The introduction in the replying affidavits and after the Respondent has filed his answering affidavit of the fact which should have been averred in the founding affidavits is for obvious reasons highly prejudicial to the Respondent's case.
cannot, in my finding be properly allowed.
Even if I am wrong in my finding and it is held that the applicant was, in the circumstances of this case, entitled to introduce in her replying affidavits, facts that had not been averred in the founding affidavits, it is to be remembered that, according to the facts disclosed by affidavits, the order of which the Respondent is alleged to be in contempt was served upon him on 24th October, 1991 after he had already sold away the assets, the subject matter of this dispute. If at the time he sold away the assets of the joint estate the Respondent had not yet been served with the order, I am not convinced that he was aware of the order and had, therefore, sold away the assets in its defiance. He was, at the most, trying to frustrate the pending decision in CIV/T/347/91. That is, however, not the basis for the contempt of court alleged against the Respondent.
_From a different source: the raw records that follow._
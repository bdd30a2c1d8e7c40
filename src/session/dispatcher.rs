//! Transport-to-handler event dispatch.
//!
//! [`EventDispatcher`] is the [`EventSink`] a connection reports to. Each
//! raw [`TransportEvent`] updates the session and becomes at most one
//! [`SessionEvent`] per handler call:
//!
//! | Transport event | Session effect | Handler call |
//! |-----------------|----------------|--------------|
//! | `Opened` | `CONNECTED`, handle stored | `on_connect` |
//! | `Closed` | `CLOSED`, handle cleared | `on_disconnect` (once) |
//! | `Text` | - | `on_message` or `on_error` |
//! | `Pong` | - | `on_pong`, then `on_pong_timed` if correlated |
//! | `Error` | - | `on_error`, unless an expected close race |
//!
//! Every handler call runs inside `catch_unwind`; a panic is logged and
//! dropped.

// ============================================================================
// Imports
// ============================================================================

use std::any::Any;
use std::panic::{AssertUnwindSafe, catch_unwind};

use tracing::{debug, error, info, trace};

use crate::error::Error;
use crate::protocol::{TimedPing, decode, monotonic_nanos};
use crate::transport::{EventSink, TransportEvent, TransportFault};

use super::Session;
use super::handler::{SessionEvent, deliver};

// ============================================================================
// EventDispatcher
// ============================================================================

/// Routes transport events for one session to its handler.
#[derive(Debug, Clone)]
pub struct EventDispatcher {
    session: Session,
}

impl EventDispatcher {
    /// Creates a dispatcher for `session`.
    #[must_use]
    pub fn new(session: Session) -> Self {
        Self { session }
    }

    /// Returns the session this dispatcher serves.
    #[inline]
    #[must_use]
    pub fn session(&self) -> &Session {
        &self.session
    }

    /// Delivers one event to the currently installed handler.
    ///
    /// With no handler installed the event is dropped.
    pub fn emit(&self, event: SessionEvent) {
        let Some(handler) = self.session.handler_slot().get() else {
            trace!(
                session = %self.session,
                event = event.kind(),
                "No handler installed, event dropped"
            );
            return;
        };

        let kind = event.kind();
        let outcome = catch_unwind(AssertUnwindSafe(|| {
            deliver(handler.as_ref(), &self.session, event);
        }));

        if let Err(panic) = outcome {
            error!(
                session = %self.session,
                event = kind,
                panic = panic_message(panic.as_ref()),
                "Handler panicked"
            );
        }
    }

    fn on_text(&self, text: &str) {
        match decode(text) {
            Ok(message) => self.emit(SessionEvent::Message(message)),
            Err(e) => {
                debug!(session = %self.session, error = %e, "Inbound payload rejected");
                self.emit(SessionEvent::Error(Error::Decode(e)));
            }
        }
    }

    fn on_pong(&self, payload: Vec<u8>) {
        let now = monotonic_nanos();
        let rtt = TimedPing::correlate(&payload, self.session.ping_id()).map(|ping| ping.rtt(now));

        self.emit(SessionEvent::Pong(payload));

        if let Some(rtt) = rtt {
            trace!(session = %self.session, ?rtt, "Timed pong correlated");
            self.emit(SessionEvent::PongTimed(rtt));
        }
    }

    fn on_fault(&self, fault: TransportFault) {
        match fault {
            TransportFault::ExpectedCloseRace { detail } => {
                debug!(session = %self.session, %detail, "Suppressed close race");
            }
            TransportFault::Real(e) => self.emit(SessionEvent::Error(e)),
        }
    }
}

impl EventSink for EventDispatcher {
    fn deliver(&self, event: TransportEvent) {
        match event {
            TransportEvent::Opened(handle) => {
                if self.session.mark_open(handle) {
                    info!(session = %self.session, "Session connected");
                    self.emit(SessionEvent::Connected);
                }
            }

            TransportEvent::Closed(close) => {
                if self.session.mark_closed() {
                    info!(
                        session = %self.session,
                        code = %close.code,
                        by_peer = close.by_peer,
                        "Session disconnected"
                    );
                    self.emit(SessionEvent::Disconnected(close));
                }
            }

            TransportEvent::Text(text) => self.on_text(&text),
            TransportEvent::Pong(payload) => self.on_pong(payload),
            TransportEvent::Error(fault) => self.on_fault(fault),
        }
    }
}

/// Extracts the message from a panic payload.
fn panic_message(panic: &(dyn Any + Send)) -> &str {
    if let Some(message) = panic.downcast_ref::<&'static str>() {
        message
    } else if let Some(message) = panic.downcast_ref::<String>() {
        message
    } else {
        "<non-string panic>"
    }
}

// ============================================================================
// Tests
// ============================================================================

#[cfg(test)]
mod tests {
    use super::*;

    use std::sync::Arc;
    use std::sync::atomic::{AtomicBool, Ordering};
    use std::time::Duration;

    use parking_lot::Mutex;
    use tokio_tungstenite::tungstenite::Error as WsError;

    use crate::error::Result;
    use crate::identifiers::PingId;
    use crate::protocol::{CloseCode, CloseInfo, CloseRequest, JsonObject};
    use crate::session::{Handler, SessionState};
    use crate::transport::TransportHandle;

    /// Transport handle that records outbound traffic.
    #[derive(Default)]
    struct MockTransport {
        sent: Mutex<Vec<String>>,
        closed: AtomicBool,
    }

    impl TransportHandle for MockTransport {
        fn send_text(&self, text: String) -> Result<()> {
            self.sent.lock().push(text);
            Ok(())
        }

        fn send_ping(&self, _payload: Vec<u8>) -> Result<()> {
            Ok(())
        }

        fn close(&self, _request: CloseRequest, _timeout: Option<Duration>) {
            self.closed.store(true, Ordering::SeqCst);
        }

        fn is_open(&self) -> bool {
            !self.closed.load(Ordering::SeqCst)
        }
    }

    /// Handler that records every callback.
    #[derive(Default)]
    struct Recorder {
        calls: Mutex<Vec<String>>,
        panic_on_message: AtomicBool,
    }

    impl Recorder {
        fn calls(&self) -> Vec<String> {
            self.calls.lock().clone()
        }
    }

    impl Handler for Recorder {
        fn on_connect(&self, _session: &Session) {
            self.calls.lock().push("connect".into());
        }

        fn on_disconnect(&self, _session: &Session, close: &CloseInfo) {
            self.calls.lock().push(format!("disconnect:{}", close.code));
        }

        fn on_message(&self, _session: &Session, message: JsonObject) {
            if self.panic_on_message.swap(false, Ordering::SeqCst) {
                panic!("handler bug");
            }
            self.calls.lock().push(format!("message:{}", serde_json::Value::Object(message)));
        }

        fn on_pong(&self, _session: &Session, payload: &[u8]) {
            self.calls.lock().push(format!("pong:{}", payload.len()));
        }

        fn on_pong_timed(&self, _session: &Session, _rtt: Duration) {
            self.calls.lock().push("pong_timed".into());
        }

        fn on_error(&self, _session: &Session, error: &Error) {
            self.calls.lock().push(format!("error:decode={}", error.is_decode_error()));
        }
    }

    fn setup() -> (EventDispatcher, Arc<Recorder>, Arc<MockTransport>) {
        let session = Session::new();
        let recorder = Arc::new(Recorder::default());
        session.set_handler(recorder.clone());

        let dispatcher = EventDispatcher::new(session);
        let transport = Arc::new(MockTransport::default());
        dispatcher.session.force_connecting();
        dispatcher.deliver(TransportEvent::Opened(transport.clone()));
        (dispatcher, recorder, transport)
    }

    #[test]
    fn test_opened_connects_session() {
        let (dispatcher, recorder, transport) = setup();

        assert_eq!(dispatcher.session().state(), SessionState::Connected);
        assert!(dispatcher.session().is_connected());
        assert_eq!(recorder.calls(), ["connect"]);

        dispatcher.session().send(&serde_json::json!({"a": 1})).unwrap();
        assert_eq!(*transport.sent.lock(), ["{\"a\":1}"]);
    }

    #[test]
    fn test_valid_text_becomes_message() {
        let (dispatcher, recorder, _) = setup();
        dispatcher.deliver(TransportEvent::Text("{\"key\":\"value\"}".into()));
        assert_eq!(recorder.calls(), ["connect", "message:{\"key\":\"value\"}"]);
    }

    #[test]
    fn test_invalid_text_becomes_error() {
        let (dispatcher, recorder, _) = setup();
        dispatcher.deliver(TransportEvent::Text("{invalid{".into()));
        dispatcher.deliver(TransportEvent::Text(String::new()));
        assert_eq!(
            recorder.calls(),
            ["connect", "error:decode=true", "error:decode=true"]
        );
    }

    #[test]
    fn test_timed_pong_follows_plain_pong() {
        let (dispatcher, recorder, _) = setup();
        let ping = TimedPing::now(dispatcher.session().ping_id());

        dispatcher.deliver(TransportEvent::Pong(ping.encode().to_vec()));

        assert_eq!(recorder.calls(), ["connect", "pong:16", "pong_timed"]);
    }

    #[test]
    fn test_foreign_pong_is_untimed() {
        let (dispatcher, recorder, _) = setup();
        let own = dispatcher.session().ping_id().as_u64();
        let foreign = TimedPing::now(PingId::from_u64(own.wrapping_add(1)));

        dispatcher.deliver(TransportEvent::Pong(foreign.encode().to_vec()));
        dispatcher.deliver(TransportEvent::Pong(vec![1, 2, 3, 4]));

        assert_eq!(recorder.calls(), ["connect", "pong:16", "pong:4"]);
    }

    #[test]
    fn test_disconnect_fires_once() {
        let (dispatcher, recorder, transport) = setup();
        let close = CloseInfo {
            code: CloseCode::GoingAway,
            reason: String::new(),
            by_peer: true,
        };

        dispatcher.deliver(TransportEvent::Closed(close.clone()));
        dispatcher.deliver(TransportEvent::Closed(close));

        assert_eq!(recorder.calls(), ["connect", "disconnect:1001"]);
        assert_eq!(dispatcher.session().state(), SessionState::Closed);
        assert!(matches!(
            dispatcher.session().send(&serde_json::json!({})),
            Err(Error::NotConnected)
        ));
        assert!(transport.sent.lock().is_empty());
    }

    #[test]
    fn test_expected_close_race_suppressed() {
        let (dispatcher, recorder, _) = setup();
        dispatcher.deliver(TransportEvent::Error(TransportFault::classify(
            WsError::AlreadyClosed,
            true,
        )));
        assert_eq!(recorder.calls(), ["connect"]);
    }

    #[test]
    fn test_real_fault_surfaced() {
        let (dispatcher, recorder, _) = setup();
        let fault = TransportFault::classify(WsError::AttackAttempt, false);
        dispatcher.deliver(TransportEvent::Error(fault));
        assert_eq!(recorder.calls(), ["connect", "error:decode=false"]);
    }

    #[test]
    fn test_handler_panic_does_not_block_later_events() {
        let (dispatcher, recorder, _) = setup();
        recorder.panic_on_message.store(true, Ordering::SeqCst);

        dispatcher.deliver(TransportEvent::Text("{\"n\":1}".into()));
        dispatcher.deliver(TransportEvent::Text("{\"n\":2}".into()));

        assert_eq!(recorder.calls(), ["connect", "message:{\"n\":2}"]);
        assert!(dispatcher.session().is_connected());
    }

    #[test]
    fn test_no_handler_drops_events() {
        let (dispatcher, recorder, _) = setup();
        dispatcher.session().clear_handler();

        dispatcher.deliver(TransportEvent::Text("{\"n\":1}".into()));
        dispatcher.deliver(TransportEvent::Pong(vec![0]));

        assert_eq!(recorder.calls(), ["connect"]);
    }

    #[test]
    fn test_handler_swap_applies_to_next_event() {
        let (dispatcher, first, _) = setup();
        let second = Arc::new(Recorder::default());

        dispatcher.deliver(TransportEvent::Text("{\"n\":1}".into()));
        dispatcher.session().set_handler(second.clone());
        dispatcher.deliver(TransportEvent::Text("{\"n\":2}".into()));

        assert_eq!(first.calls(), ["connect", "message:{\"n\":1}"]);
        assert_eq!(second.calls(), ["message:{\"n\":2}"]);
    }

    #[test]
    fn test_open_after_disconnect_closes_transport() {
        let session = Session::new();
        let recorder = Arc::new(Recorder::default());
        session.set_handler(recorder.clone());
        session.force_connecting();
        session.disconnect().unwrap();

        let dispatcher = EventDispatcher::new(session);
        let transport = Arc::new(MockTransport::default());
        dispatcher.deliver(TransportEvent::Opened(transport.clone()));

        assert!(transport.closed.load(Ordering::SeqCst));
        assert!(!dispatcher.session().is_connected());
        assert!(recorder.calls().is_empty());

        dispatcher.deliver(TransportEvent::Closed(CloseInfo::abnormal()));
        assert!(recorder.calls().is_empty());
        assert_eq!(dispatcher.session().state(), SessionState::Closed);
    }

    #[test]
    fn test_panic_message() {
        let payload: Box<dyn Any + Send> = Box::new("static");
        assert_eq!(panic_message(payload.as_ref()), "static");
        let payload: Box<dyn Any + Send> = Box::new(String::from("owned"));
        assert_eq!(panic_message(payload.as_ref()), "owned");
        let payload: Box<dyn Any + Send> = Box::new(7_u8);
        assert_eq!(panic_message(payload.as_ref()), "<non-string panic>");
    }
}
It may also be mentioned that on 7th November, 1991 and after the replying affidavits had been filed, the applicant apparently filed with the Registrar of the High Court another document styled : Supplimentary Replying Affidavit. As far as I am aware, in application proceedings only three (3) sets of affidavits may be filed viz. the founding, the answering and the replying affidavits. If a party wishes to file supplimentary or a further set of affidavits, it must do so
with the authorisation of the court which will have to ensure that the other party is afforded the opportunity to reply if it wished to do so.
In the present case, the supplimentary replying affidavit has, however been filed in total disregard of the authorisation of this court and the Respondent has not been afforded any opportunity to reply to the contents thereof if he so wished. In the circumstances, I am not prepared to consider the supplimentary replying affidavit which has, in my opinion, been irregularly placed before this court.
From the foregoing it is obvious that the view I take is that this application ought not to succeed. The rule nisi granted on 28th October, 1991 is accordingly discharged.
This being a family dispute, I would make no order as to
25th November, 1991.
For Applicant : Mr. Pheko For Respondent : Mr, Mda.